Task to carry out
Take the data below and extract the lines from the one with "self.diff.trim().is_empty() && self.changed_files.is_empty()" to the one with "async fn diff(&self) -> Result<DiffResult, GitHubError>;", inclusive, exactly as written.

Collected data
——

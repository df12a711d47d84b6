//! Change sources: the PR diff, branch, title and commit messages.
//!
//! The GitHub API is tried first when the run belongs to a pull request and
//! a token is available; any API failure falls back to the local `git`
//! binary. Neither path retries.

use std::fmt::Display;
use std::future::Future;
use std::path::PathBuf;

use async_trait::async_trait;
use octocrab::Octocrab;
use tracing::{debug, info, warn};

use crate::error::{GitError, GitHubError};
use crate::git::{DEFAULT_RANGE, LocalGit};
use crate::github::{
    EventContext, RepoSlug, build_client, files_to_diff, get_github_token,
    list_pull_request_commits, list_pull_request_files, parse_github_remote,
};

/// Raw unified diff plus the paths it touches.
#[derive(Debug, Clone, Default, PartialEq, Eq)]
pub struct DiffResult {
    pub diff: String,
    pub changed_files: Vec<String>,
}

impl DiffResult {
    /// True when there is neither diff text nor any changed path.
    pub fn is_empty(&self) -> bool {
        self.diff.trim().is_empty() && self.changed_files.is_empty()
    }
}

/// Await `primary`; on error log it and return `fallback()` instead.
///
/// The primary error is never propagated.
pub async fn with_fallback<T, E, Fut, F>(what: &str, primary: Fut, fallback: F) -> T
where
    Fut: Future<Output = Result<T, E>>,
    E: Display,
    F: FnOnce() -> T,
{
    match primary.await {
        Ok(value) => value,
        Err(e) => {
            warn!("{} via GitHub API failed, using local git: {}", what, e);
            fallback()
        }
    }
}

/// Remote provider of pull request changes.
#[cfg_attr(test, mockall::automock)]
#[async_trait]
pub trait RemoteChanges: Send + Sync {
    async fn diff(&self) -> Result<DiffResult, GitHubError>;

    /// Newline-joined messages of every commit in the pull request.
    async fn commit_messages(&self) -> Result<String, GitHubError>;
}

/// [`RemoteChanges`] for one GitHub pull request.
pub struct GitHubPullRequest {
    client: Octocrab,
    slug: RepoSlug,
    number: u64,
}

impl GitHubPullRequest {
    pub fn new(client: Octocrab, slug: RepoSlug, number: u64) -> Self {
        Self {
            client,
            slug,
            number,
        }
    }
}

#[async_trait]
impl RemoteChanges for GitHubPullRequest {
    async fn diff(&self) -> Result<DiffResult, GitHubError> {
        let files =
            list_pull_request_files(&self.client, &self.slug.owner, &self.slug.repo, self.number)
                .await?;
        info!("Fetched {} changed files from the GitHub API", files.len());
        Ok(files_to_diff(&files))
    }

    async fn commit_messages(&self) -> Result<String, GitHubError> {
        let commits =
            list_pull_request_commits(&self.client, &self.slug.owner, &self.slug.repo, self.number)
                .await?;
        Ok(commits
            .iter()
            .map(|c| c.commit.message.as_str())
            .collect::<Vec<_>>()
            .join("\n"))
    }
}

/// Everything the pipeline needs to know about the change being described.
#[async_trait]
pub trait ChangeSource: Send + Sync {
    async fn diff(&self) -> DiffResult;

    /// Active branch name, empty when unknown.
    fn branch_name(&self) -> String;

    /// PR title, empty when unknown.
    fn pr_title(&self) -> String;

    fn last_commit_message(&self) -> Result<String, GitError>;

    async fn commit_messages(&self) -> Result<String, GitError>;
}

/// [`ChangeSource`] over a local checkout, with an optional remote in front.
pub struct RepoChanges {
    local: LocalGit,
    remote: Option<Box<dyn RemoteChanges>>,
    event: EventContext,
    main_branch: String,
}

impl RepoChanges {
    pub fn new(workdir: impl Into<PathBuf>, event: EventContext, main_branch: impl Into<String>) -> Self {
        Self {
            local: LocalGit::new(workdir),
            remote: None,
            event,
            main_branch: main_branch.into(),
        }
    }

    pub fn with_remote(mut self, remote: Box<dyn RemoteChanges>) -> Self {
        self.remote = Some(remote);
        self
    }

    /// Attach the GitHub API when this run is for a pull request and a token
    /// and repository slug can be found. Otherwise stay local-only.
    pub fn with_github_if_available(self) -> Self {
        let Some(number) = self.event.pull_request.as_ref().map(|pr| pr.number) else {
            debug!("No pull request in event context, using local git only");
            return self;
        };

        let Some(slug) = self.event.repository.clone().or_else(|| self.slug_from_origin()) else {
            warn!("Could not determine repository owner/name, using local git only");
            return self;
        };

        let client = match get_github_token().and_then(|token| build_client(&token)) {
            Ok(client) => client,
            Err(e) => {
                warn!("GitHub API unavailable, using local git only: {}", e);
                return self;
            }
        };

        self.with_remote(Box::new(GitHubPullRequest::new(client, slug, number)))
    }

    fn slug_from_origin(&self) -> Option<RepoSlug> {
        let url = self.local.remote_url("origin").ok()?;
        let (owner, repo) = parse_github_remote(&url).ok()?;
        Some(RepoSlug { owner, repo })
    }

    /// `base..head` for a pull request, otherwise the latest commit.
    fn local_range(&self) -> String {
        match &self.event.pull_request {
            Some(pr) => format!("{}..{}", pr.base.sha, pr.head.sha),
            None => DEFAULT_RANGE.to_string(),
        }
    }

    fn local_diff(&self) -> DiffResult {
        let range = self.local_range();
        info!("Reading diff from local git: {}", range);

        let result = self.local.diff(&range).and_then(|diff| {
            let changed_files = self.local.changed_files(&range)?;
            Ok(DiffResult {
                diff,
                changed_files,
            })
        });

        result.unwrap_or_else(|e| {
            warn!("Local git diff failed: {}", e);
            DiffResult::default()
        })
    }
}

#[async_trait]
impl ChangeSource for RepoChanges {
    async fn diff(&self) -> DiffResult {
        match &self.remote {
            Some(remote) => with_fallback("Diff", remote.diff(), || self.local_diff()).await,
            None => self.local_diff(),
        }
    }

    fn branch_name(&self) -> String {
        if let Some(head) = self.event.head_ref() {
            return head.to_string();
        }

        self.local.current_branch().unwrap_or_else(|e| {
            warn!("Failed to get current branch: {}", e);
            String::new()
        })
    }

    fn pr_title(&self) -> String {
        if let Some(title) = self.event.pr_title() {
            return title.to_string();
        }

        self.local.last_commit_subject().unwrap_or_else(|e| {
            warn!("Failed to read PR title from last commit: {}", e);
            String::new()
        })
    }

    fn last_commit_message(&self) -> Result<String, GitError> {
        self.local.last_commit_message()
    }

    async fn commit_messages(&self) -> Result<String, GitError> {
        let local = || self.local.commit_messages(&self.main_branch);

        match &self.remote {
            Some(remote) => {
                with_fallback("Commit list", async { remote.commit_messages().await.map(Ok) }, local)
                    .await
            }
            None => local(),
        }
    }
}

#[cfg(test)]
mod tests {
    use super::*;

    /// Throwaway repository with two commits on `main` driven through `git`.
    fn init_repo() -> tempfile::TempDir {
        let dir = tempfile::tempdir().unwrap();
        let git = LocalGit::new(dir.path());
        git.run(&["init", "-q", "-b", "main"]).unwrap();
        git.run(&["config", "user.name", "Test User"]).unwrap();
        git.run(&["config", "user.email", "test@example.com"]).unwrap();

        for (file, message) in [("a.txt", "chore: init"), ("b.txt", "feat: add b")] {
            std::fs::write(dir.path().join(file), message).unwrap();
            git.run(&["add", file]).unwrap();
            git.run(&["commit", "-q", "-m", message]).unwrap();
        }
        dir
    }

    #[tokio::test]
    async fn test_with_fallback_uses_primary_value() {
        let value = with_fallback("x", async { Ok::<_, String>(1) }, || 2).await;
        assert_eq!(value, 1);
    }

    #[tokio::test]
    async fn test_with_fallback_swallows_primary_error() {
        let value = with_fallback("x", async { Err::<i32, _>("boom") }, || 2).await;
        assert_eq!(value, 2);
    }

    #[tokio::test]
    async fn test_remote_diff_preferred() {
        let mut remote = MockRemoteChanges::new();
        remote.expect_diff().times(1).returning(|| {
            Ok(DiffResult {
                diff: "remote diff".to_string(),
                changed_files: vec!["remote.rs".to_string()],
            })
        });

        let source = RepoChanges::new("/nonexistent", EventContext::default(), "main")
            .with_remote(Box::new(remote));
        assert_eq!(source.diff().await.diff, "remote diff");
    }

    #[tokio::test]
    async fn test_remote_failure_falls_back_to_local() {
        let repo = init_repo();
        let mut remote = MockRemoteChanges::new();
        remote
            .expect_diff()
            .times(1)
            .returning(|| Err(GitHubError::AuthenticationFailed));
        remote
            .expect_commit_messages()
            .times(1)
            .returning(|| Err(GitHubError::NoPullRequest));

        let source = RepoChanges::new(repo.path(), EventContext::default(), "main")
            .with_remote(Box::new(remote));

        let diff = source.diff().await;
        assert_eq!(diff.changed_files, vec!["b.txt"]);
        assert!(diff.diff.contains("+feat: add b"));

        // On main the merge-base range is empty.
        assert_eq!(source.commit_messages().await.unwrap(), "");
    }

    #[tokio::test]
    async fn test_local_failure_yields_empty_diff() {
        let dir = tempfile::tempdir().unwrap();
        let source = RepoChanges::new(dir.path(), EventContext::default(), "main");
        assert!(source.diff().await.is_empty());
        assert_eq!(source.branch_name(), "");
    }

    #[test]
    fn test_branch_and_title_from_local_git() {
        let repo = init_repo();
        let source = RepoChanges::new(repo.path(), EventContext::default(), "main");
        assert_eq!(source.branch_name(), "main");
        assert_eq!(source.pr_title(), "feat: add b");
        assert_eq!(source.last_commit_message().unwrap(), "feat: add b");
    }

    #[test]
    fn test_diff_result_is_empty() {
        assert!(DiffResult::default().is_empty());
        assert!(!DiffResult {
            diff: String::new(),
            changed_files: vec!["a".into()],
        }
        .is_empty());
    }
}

——

Response box
        self.diff.trim().is_empty() && self.changed_files.is_empty()
    }
}

/// Await `primary`; on error log it and return `fallback()` instead.
///
/// The primary error is never propagated.
pub async fn with_fallback<T, E, Fut, F>(what: &str, primary: Fut, fallback: F) -> T
where
    Fut: Future<Output = Result<T, E>>,
    E: Display,
    F: FnOnce() -> T,
{
    match primary.await {
        Ok(value) => value,
        Err(e) => {
            warn!("{} via GitHub API failed, using local git: {}", what, e);
            fallback()
        }
    }
}

/// Remote provider of pull request changes.
#[cfg_attr(test, mockall::automock)]
#[async_trait]
pub trait RemoteChanges: Send + Sync {
    async fn diff(&self) -> Result<DiffResult, GitHubError>;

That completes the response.